Five-year survival improved 30%-50% across all other subgroups of patients: in all age groups (except infants), in both sexes, in all races and ethnicities, in patients with B-cell or T-cell disease, in patients with average-risk or high-risk profiles, and across all features of ALL according to NCI criteria.

However, the risk of death still remained higher in patients aged 10 or older, compared with those aged 1-10, higher in boys than in girls, higher in blacks and Hispanics than in whites, and higher in T-cell than in B-cell disease. Risk of death was two- to fourfold higher in patients high-risk than in average-risk patients.

It was encouraging that the "racial gap" in outcomes between whites and nonwhites narrowed during the study period.

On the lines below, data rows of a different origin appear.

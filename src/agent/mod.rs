//! Per-node manager agent
//!
//! One agent runs inside every instance of a network's manager DaemonSet.
//! It serves the control endpoint workers and the operator talk to
//! (`/pid`, `/ready`, `/macvlan`, `/metrics` on port 61410), watches for its
//! VLAN interface to appear, and, when the network declares gateways, takes
//! part in the per-network leader election that owns the gateway address.
//!
//! # Modules
//!
//! - [`server`] - the HTTP control surface
//! - [`watcher`] - the /sys/class/net polling loop
//! - [`gateway`] - gateway leader election and callbacks
//! - [`netlink`] - the LinkOps seam over rtnetlink and procfs

pub mod gateway;
pub mod netlink;
pub mod server;
pub mod watcher;

use std::sync::atomic::{AtomicBool, AtomicU32, Ordering};
use std::sync::{Arc, Mutex};
use std::time::Instant;

use prometheus::{Encoder, Gauge, GaugeVec, IntCounter, Opts, Registry, TextEncoder};
use serde::{Deserialize, Serialize};
use tracing::{error, info};

use crate::crd::{Gateway, VlanNetworkPool};
use crate::{Error, Result, MANAGER_PORT};

pub use netlink::{LinkOps, RouteSpec, RtnetlinkOps};

// =============================================================================
// Wire protocol
// =============================================================================

/// Response of `GET /pid`
#[derive(Clone, Copy, Debug, Deserialize, Serialize)]
pub struct PidResponse {
    /// Root process id of the manager
    pub pid: i64,
}

/// Body of `POST /macvlan`
#[derive(Clone, Copy, Debug, Deserialize, Serialize)]
pub struct MacvlanRequest {
    /// Inode of the requesting pod's network namespace
    pub ns_id: i64,
}

/// Response of `POST /macvlan`
#[derive(Clone, Copy, Debug, Deserialize, Serialize)]
pub struct MacvlanResponse {
    /// VLAN id the macvlan was created for
    pub vlan_id: u16,
}

// =============================================================================
// Configuration and state
// =============================================================================

/// Environment contract of the manager container, set by the operator
#[derive(Clone, Debug)]
pub struct AgentConfig {
    /// Name of the owning network
    pub network: String,
    /// Namespace holding the leader election lease
    pub namespace: String,
    /// Name of the leader election lease
    pub lock_name: String,
    /// VLAN id served by this manager
    pub vlan_id: u16,
    /// Declared pools, for the gateway route program
    pub pools: Vec<VlanNetworkPool>,
    /// Declared gateways; empty disables leader election
    pub gateways: Vec<Gateway>,
}

impl AgentConfig {
    /// Parse the manager environment; missing required values are fatal
    pub fn from_env() -> Result<Self> {
        let required = |name: &str| -> Result<String> {
            std::env::var(name)
                .ok()
                .filter(|v| !v.is_empty())
                .ok_or_else(|| {
                    Error::unrecoverable(format!("required env variable {name} is not set"))
                })
        };

        let vlan_id: u16 = required("VLAN_ID")?
            .parse()
            .map_err(|e| Error::parsing("VLAN_ID env variable", e))?;
        let pools = match std::env::var("POOLS") {
            Ok(raw) if !raw.is_empty() => {
                serde_json::from_str(&raw).map_err(|e| Error::parsing("POOLS env variable", e))?
            }
            _ => vec![],
        };
        let gateways = match std::env::var("GATEWAYS") {
            Ok(raw) if !raw.is_empty() => serde_json::from_str(&raw)
                .map_err(|e| Error::parsing("GATEWAYS env variable", e))?,
            _ => vec![],
        };

        Ok(Self {
            network: required("OWNER_NETWORK")?,
            namespace: required("NAMESPACE")?,
            lock_name: required("LOCK_NAME")?,
            vlan_id,
            pools,
            gateways,
        })
    }
}

/// Process-local agent state shared between tasks and request handlers
pub struct AgentState {
    /// VLAN id served by this manager
    pub vlan_id: u16,
    /// Set once the VLAN interface was found and brought up
    pub ready: AtomicBool,
    /// Link index of the VLAN interface; 0 until discovered
    pub vlan_index: AtomicU32,
    /// Prometheus metrics of this instance
    pub metrics: Metrics,
}

impl AgentState {
    /// Fresh state for one manager instance
    pub fn new(vlan_id: u16, metrics: Metrics) -> Self {
        Self {
            vlan_id,
            ready: AtomicBool::new(false),
            vlan_index: AtomicU32::new(0),
            metrics,
        }
    }

    /// Mark the VLAN interface as discovered and up
    pub fn mark_ready(&self, link_index: u32) {
        self.vlan_index.store(link_index, Ordering::SeqCst);
        self.ready.store(true, Ordering::SeqCst);
    }

    /// True once the VLAN interface is up
    pub fn is_ready(&self) -> bool {
        self.ready.load(Ordering::SeqCst)
    }
}

/// Metrics of one manager instance
pub struct Metrics {
    registry: Registry,
    leader_changes: IntCounter,
    seconds_since_leader_change: Gauge,
    bytes_in: GaugeVec,
    bytes_out: GaugeVec,
    packets_in: GaugeVec,
    packets_out: GaugeVec,
    last_change: Mutex<Option<Instant>>,
}

impl Metrics {
    /// Create the metric family for one network's manager
    pub fn new(network: &str) -> Result<Self> {
        let labels = std::collections::HashMap::from([(
            "network".to_string(),
            network.to_string(),
        )]);
        let registry = Registry::new_custom(Some("vlanman".into()), Some(labels))
            .map_err(|e| Error::internal(format!("building metrics registry: {e}")))?;

        let leader_changes = IntCounter::new(
            "leader_change_cnt",
            "Number of times the leader election changed leaders",
        )
        .map_err(|e| Error::internal(format!("building metric: {e}")))?;
        let seconds_since_leader_change = Gauge::new(
            "seconds_since_leader_change",
            "Seconds since the last leader change",
        )
        .map_err(|e| Error::internal(format!("building metric: {e}")))?;
        let iface = |name: &str, help: &str| {
            GaugeVec::new(Opts::new(name, help), &["interface"])
                .map_err(|e| Error::internal(format!("building metric: {e}")))
        };
        let bytes_in = iface("bytes_in", "Bytes received on the interface")?;
        let bytes_out = iface("bytes_out", "Bytes sent on the interface")?;
        let packets_in = iface("packets_in", "Packets received on the interface")?;
        let packets_out = iface("packets_out", "Packets sent on the interface")?;

        for metric in [
            Box::new(leader_changes.clone()) as Box<dyn prometheus::core::Collector>,
            Box::new(seconds_since_leader_change.clone()),
            Box::new(bytes_in.clone()),
            Box::new(bytes_out.clone()),
            Box::new(packets_in.clone()),
            Box::new(packets_out.clone()),
        ] {
            registry
                .register(metric)
                .map_err(|e| Error::internal(format!("registering metric: {e}")))?;
        }

        Ok(Self {
            registry,
            leader_changes,
            seconds_since_leader_change,
            bytes_in,
            bytes_out,
            packets_in,
            packets_out,
            last_change: Mutex::new(None),
        })
    }

    /// Record an observed leadership change
    pub fn leader_changed(&self) {
        self.leader_changes.inc();
        *self.last_change.lock().expect("metrics mutex poisoned") = Some(Instant::now());
    }

    /// Render the exposition text, refreshing interface counters from procfs
    pub fn render(&self) -> String {
        if let Some(changed) = *self.last_change.lock().expect("metrics mutex poisoned") {
            self.seconds_since_leader_change
                .set(changed.elapsed().as_secs_f64());
        }

        if let Ok(devices) = procfs::net::dev_status() {
            for (name, status) in devices {
                if !name.starts_with("vlan") && !name.starts_with("macvlan") {
                    continue;
                }
                self.bytes_in
                    .with_label_values(&[&name])
                    .set(status.recv_bytes as f64);
                self.bytes_out
                    .with_label_values(&[&name])
                    .set(status.sent_bytes as f64);
                self.packets_in
                    .with_label_values(&[&name])
                    .set(status.recv_packets as f64);
                self.packets_out
                    .with_label_values(&[&name])
                    .set(status.sent_packets as f64);
            }
        }

        let mut buffer = Vec::new();
        let encoder = TextEncoder::new();
        if let Err(e) = encoder.encode(&self.registry.gather(), &mut buffer) {
            error!(error = %e, "failed to encode metrics");
        }
        String::from_utf8(buffer).unwrap_or_default()
    }
}

/// Run the manager agent until the process exits.
///
/// The watcher, gateway election and HTTP server run as parallel tasks; any
/// fatal initialization failure exits with code 1 so the DaemonSet restarts
/// the instance.
pub async fn run(config: AgentConfig) -> Result<()> {
    let links: Arc<dyn LinkOps> = Arc::new(RtnetlinkOps::connect()?);
    let state = Arc::new(AgentState::new(
        config.vlan_id,
        Metrics::new(&config.network)?,
    ));

    let watcher_state = state.clone();
    let watcher_links = links.clone();
    let watcher_config = config.clone();
    tokio::spawn(async move {
        if let Err(e) = watch_and_lead(watcher_config, watcher_state, watcher_links).await {
            error!(error = %e, "fatal error in interface setup");
            std::process::exit(1);
        }
    });

    let addr = std::net::SocketAddr::from(([0, 0, 0, 0], MANAGER_PORT));
    let listener = tokio::net::TcpListener::bind(addr)
        .await
        .map_err(|e| Error::unrecoverable(format!("binding manager endpoint: {e}")))?;
    info!(%addr, network = %config.network, "manager endpoint listening");
    axum::serve(listener, server::router(state, links))
        .await
        .map_err(|e| Error::unrecoverable(format!("manager endpoint: {e}")))
}

/// Wait for the VLAN link, mark the agent ready, then run the gateway
/// election when gateways are declared.
async fn watch_and_lead(
    config: AgentConfig,
    state: Arc<AgentState>,
    links: Arc<dyn LinkOps>,
) -> Result<()> {
    let name = watcher::VlanWatcher::new(config.vlan_id)
        .wait_for_link()
        .await?;
    let index = links
        .link_index(&name)
        .await?
        .ok_or_else(|| Error::unrecoverable(format!("link '{name}' vanished after discovery")))?;
    links.set_link_up(index).await?;
    state.mark_ready(index);
    info!(link = %name, index, "vlan interface up, agent ready");

    if config.gateways.is_empty() {
        info!("no gateways declared, skipping leader election");
        return Ok(());
    }
    gateway::run(config, state, links).await
}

For example, the absolute difference in 5-year survival between whites and blacks declined from 11.0% in 1990-1994 to only 3.3% in 2000-2005. Racial differences between whites and nonwhites in ALL biology are still evident, with black and Hispanic patients being more likely than whites to carry higher-risk forms of the disease or higher-risk genetic profiles, the investigators noted.

A total of 36% of the ALL deaths in these study subjects occurred in patients who were at average risk. "Thus, efforts to decrease ALL deaths must focus both on high-risk patient subsets and on the large subset of patients with favorable clinical characteristics," Dr. Hunger and his associates said.

Based on their data, the researchers also "anticipate significant improvements in 10-year survival."

Children’s Oncology Group studies are supported by the National Cancer Institute. Dr. Hunger reported no financial conflicts of interest. One associate reported ties to EUSA Pharma, Sanofi-Aventis, Teva Pharmaceutical Industries, Bristol-Myers Squibb, Enzon Pharmaceuticals, Sigma Tau Pharmaceuticals, and Genzyme.